In temperate and tropical zones (most places on Earth), shade is an important issue in providing cooling and shelter from harmful heat and ultraviolet radiation emitted by the Sun.

==Plants==
Green plants produce shade by absorbing sunlight to invest as energy in photosynthesis to produce sugar. They also actively transpire, producing an additional cooling effect.

In gardening terms, there are various types of shade:
- Full sun – more than five hours of direct sun per day.
- Part shade – two to five hours of direct sun, or all-day dappled sun (sunlight shining through open trees).
- Full shade – less than two hours of direct sun per day.
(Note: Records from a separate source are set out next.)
//! Window Manager Module
//!
//! Owns the viewer's top-level surface, the cursor and every camera surface,
//! and keeps the mosaic geometry in sync with the root size.

pub mod cache;
pub mod display;
pub mod events;
pub mod ewmh;
pub mod startup;
pub mod window;

use std::sync::atomic::{AtomicBool, Ordering};
use std::sync::{Arc, Mutex};
use tracing::{debug, info, warn};

use crate::error::{WmError, WmResult};
use crate::layout::{Layout, Rect, Size};
use crate::player::Stream;
use crate::wm::cache::PlayerCache;
use crate::wm::display::Display;
use crate::wm::window::Window;

/// Everything `release` has to tear down
///
/// Shared with the interrupt watcher, which may release while the event
/// loop still runs. Only the first caller does the work.
pub struct ReleaseHandle<D: Display> {
    display: Arc<D>,
    root: u32,
    cursor: u32,
    /// Surfaces in acquisition order with their players
    children: Mutex<Vec<(u32, Arc<PlayerCache>)>>,
    released: AtomicBool,
}

impl<D: Display> ReleaseHandle<D> {
    pub fn root(&self) -> u32 {
        self.root
    }

    /// Track a camera surface and its player for teardown
    ///
    /// Returns false once released; the caller then tears both down itself.
    pub fn adopt(&self, surface: u32, player: &Arc<PlayerCache>) -> bool {
        let mut children = self.children.lock().unwrap_or_else(|p| p.into_inner());
        // Checked under the lock so `release` either sees the child or we see the flag
        if self.is_released() {
            return false;
        }
        if !children.iter().any(|(id, _)| *id == surface) {
            children.push((surface, player.clone()));
        }
        true
    }

    /// Release players, destroy surfaces and free the cursor, newest first
    pub fn release(&self) {
        if self.released.swap(true, Ordering::SeqCst) {
            return;
        }
        info!("Releasing viewer resources");

        let children = std::mem::take(
            &mut *self.children.lock().unwrap_or_else(|p| p.into_inner()),
        );
        for (surface, player) in children.iter().rev() {
            player.release();
            if let Err(e) = self.display.unmap(*surface) {
                debug!("Failed to unmap surface {}: {}", surface, e);
            }
            if let Err(e) = self.display.destroy(*surface) {
                debug!("Failed to destroy surface {}: {}", surface, e);
            }
        }

        if let Err(e) = self.display.free_cursor(self.cursor) {
            debug!("Failed to free cursor: {}", e);
        }
        if let Err(e) = self.display.destroy(self.root) {
            debug!("Failed to destroy root surface: {}", e);
        }
        if let Err(e) = self.display.flush() {
            warn!("Failed to flush during release: {}", e);
        }
    }

    pub fn is_released(&self) -> bool {
        self.released.load(Ordering::SeqCst)
    }
}

/// Single authority over surface geometry on the connection
pub struct WindowManager<D: Display> {
    display: Arc<D>,
    layout: Layout,
    /// Current root surface size
    size: Size,
    windows: Vec<Window>,
    /// Window index per layout slot; slot 0 is the primary position
    slots: Vec<usize>,
    /// Window index filling the whole root surface, if any
    fullscreen: Option<usize>,
    handle: Arc<ReleaseHandle<D>>,
}

impl<D: Display> WindowManager<D> {
    /// Create the root surface and install the cursor
    pub fn create(
        display: Arc<D>,
        cursor_glyph: u16,
        layout: Layout,
        background: u32,
        fullscreen: bool,
    ) -> WmResult<Self> {
        let size = display.screen_size();
        let root = display.create_root(size, background, fullscreen)?;

        let cursor = match display
            .create_cursor(cursor_glyph)
            .and_then(|cursor| display.set_cursor(root, cursor).map(|_| cursor))
        {
            Ok(cursor) => cursor,
            Err(e) => {
                let _ = display.destroy(root);
                let _ = display.flush();
                return Err(e);
            }
        };
        display.flush()?;

        info!("Root surface {} created ({}x{})", root, size.width, size.height);

        let handle = Arc::new(ReleaseHandle {
            display: display.clone(),
            root,
            cursor,
            children: Mutex::new(Vec::new()),
            released: AtomicBool::new(false),
        });

        Ok(Self {
            display,
            layout,
            size,
            windows: Vec::new(),
            slots: Vec::new(),
            fullscreen: None,
            handle,
        })
    }

    pub fn root(&self) -> u32 {
        self.handle.root
    }

    #[cfg(test)]
    pub fn cursor(&self) -> u32 {
        self.handle.cursor
    }

    #[cfg(test)]
    pub fn size(&self) -> Size {
        self.size
    }

    #[cfg(test)]
    pub fn windows(&self) -> &[Window] {
        &self.windows
    }

    /// Handle for releasing from another task
    pub fn release_handle(&self) -> Arc<ReleaseHandle<D>> {
        self.handle.clone()
    }

    /// Take ownership of the camera windows, place and show them
    ///
    /// Called once, after every window exists. The layout is validated
    /// before any surface is touched.
    pub fn add_windows(&mut self, windows: Vec<Window>) -> WmResult<()> {
        if !self.windows.is_empty() {
            return Err(WmError::Protocol("windows were already added".into()));
        }
        self.layout.validate(windows.len())?;

        for window in &windows {
            if !self.handle.adopt(window.id, &window.player) {
                window.player.release();
            }
        }
        self.slots = (0..windows.len()).collect();
        self.windows = windows;

        info!("Managing {} camera windows", self.windows.len());
        self.apply_layout()?;
        self.display.flush()
    }

    /// Recompute the layout for a new root size
    ///
    /// Returns false when the size did not change.
    pub fn resize(&mut self, size: Size) -> WmResult<bool> {
        if size == self.size {
            return Ok(false);
        }
        debug!(
            "Root resized {}x{} -> {}x{}",
            self.size.width, self.size.height, size.width, size.height
        );
        self.size = size;
        self.apply_layout()?;
        Ok(true)
    }

    /// Move the window on `surface` into the primary slot
    ///
    /// The previous primary window takes the promoted window's old slot.
    /// Returns false if nothing moved.
    pub fn promote(&mut self, surface: u32) -> WmResult<bool> {
        if self.fullscreen.is_some() {
            return Ok(false);
        }
        let Some(index) = self.index_of(surface) else {
            return Ok(false);
        };
        let Some(slot) = self.slots.iter().position(|&i| i == index) else {
            return Ok(false);
        };
        if slot == 0 {
            return Ok(false);
        }

        self.slots.swap(0, slot);
        self.apply_layout()?;
        debug!(
            "Promoted surface {} from slot {} to {:?}",
            surface,
            slot,
            self.rect_of(surface)
        );
        Ok(true)
    }

    /// Show the window on `surface` over the whole root, or go back to the mosaic
    pub fn toggle_fullscreen(&mut self, surface: u32) -> WmResult<bool> {
        self.fullscreen = match self.fullscreen {
            Some(_) => None,
            None => match self.index_of(surface) {
                Some(index) => Some(index),
                None => return Ok(false),
            },
        };
        debug!("Fullscreen window: {:?}", self.fullscreen);
        self.apply_layout()?;
        Ok(true)
    }

    /// Repaint after an expose
    pub fn redraw(&self, surface: u32) -> WmResult<()> {
        if let Some(index) = self.index_of(surface) {
            self.windows[index].redraw()?;
        }
        Ok(())
    }

    /// Tear everything down; safe to call more than once
    pub fn release(&self) {
        self.handle.release();
    }

    /// Rect currently assigned to `surface`
    pub fn rect_of(&self, surface: u32) -> Option<Rect> {
        let index = self.index_of(surface)?;
        if let Some(full) = self.fullscreen {
            return (full == index).then(|| Rect::from_size(self.size));
        }
        let slot = self.slots.iter().position(|&i| i == index)?;
        self.layout
            .compute(self.windows.len(), self.size)
            .get(slot)
            .copied()
    }

    fn index_of(&self, surface: u32) -> Option<usize> {
        self.windows.iter().position(|w| w.id == surface)
    }

    fn apply_layout(&self) -> WmResult<()> {
        if self.handle.is_released() {
            return Ok(());
        }

        if let Some(index) = self.fullscreen {
            let window = &self.windows[index];
            let rect = Rect::from_size(self.size);
            self.display.configure(window.id, rect)?;
            self.display.map(window.id)?;
            self.display.raise(window.id)?;
            window.attach(rect.size(), Stream::Main)?;

            for other in self.windows.iter().filter(|w| w.id != window.id) {
                self.display.unmap(other.id)?;
            }
            return Ok(());
        }

        let rects = self.layout.compute(self.windows.len(), self.size);
        for (slot, (&index, rect)) in self.slots.iter().zip(&rects).enumerate() {
            let window = &self.windows[index];
            self.display.configure(window.id, *rect)?;
            self.display.map(window.id)?;

            let stream = if slot == 0 { Stream::Main } else { Stream::Sub };
            window.attach(rect.size(), stream)?;
        }
        Ok(())
    }
}

impl<D: Display> Drop for WindowManager<D> {
    fn drop(&mut self) {
        self.release();
    }
}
Under a dense forest canopy, light intensity can be very low. Special adaptations produce the shade tolerance that allows plants to survive in the understory.
In addition, shade within a canopy can elicit shade avoidance responses whereby plants elongate their shoots in order to reach light for optimal photosynthesis.

==Politics==
In politics shade is measured and scored and is downstream of municipal governance tree management policies and urban planning and development. In 2021, it was found that thirty million more trees are required to combat shade inequity. Shade from trees reduces urban heat island effect.

==Culture==
Although shadows are sometimes regarded as sinister, urban planning aesthetics favour shade and beautiful streets in global terms are often regarded as those with mature tree canopy cover. Treepedia counts urban trees to estimate cover.